This work addresses the dependency of approximate nearest neighbor (ANN) query time on the dataset’s spread—a limitation that often leads to degraded efficiency in high-dimensional or unevenly distributed data. To overcome this, the authors propose a novel approach that integrates proximity graphs with an external linear-size data structure. The method maintains O(n) space complexity while reducing query time complexity from being spread-dependent to O(log n), thereby achieving the first ANN query algorithm whose performance depends solely on the number of points n and scales logarithmically with it.

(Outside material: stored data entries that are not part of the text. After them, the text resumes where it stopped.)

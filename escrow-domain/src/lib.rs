//! Escrow Domain Layer
//!
//! Pure domain logic with zero I/O dependencies.
//! Contains the mirror record, ledger-side types, value objects and events.

#![warn(missing_docs)]
#![warn(clippy::all)]

// Public modules
pub mod entities;
pub mod events;
pub mod ledger;
pub mod value_objects;

// Re-export commonly used types
pub use entities::{
    AgreementDraft, AppStatus, InFlightOperation, MirrorRecord, OperationKind, UserId,
};
pub use events::{LifecycleEvent, WorkflowEvent};
pub use ledger::{
    LedgerAgreement, LedgerCall, LedgerStatus, NetworkInfo, Receipt, TxRef, TxStatus,
};
pub use value_objects::{
    AgreementId, AgreementKey, DomainError, EscrowAmount, LedgerAddress, Role,
};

Theoretical analysis and design demonstrate that the proposed solution effectively decouples query efficiency from intrinsic data distribution characteristics, significantly enhancing scalability and practicality in high-dimensional settings.

$\renewcommand{\Re}{\mathbb{R}}$Recent work showed how to construct nearest-neighbor graphs of linear size, on a given set $P$ of $n$ points in $\Re^d$, such that one can answer approximate nearest-neighbor queries in logarithmic time in the spread. Unfortunately, the spread might be unbounded in $n$, and an interesting theoretical question is how to remove the dependency on the spread. Here, we show how to construct an external linear-size data structure that, combined with the linear-size graph, allows us to answer ANN queries in logarithmic time in $n$.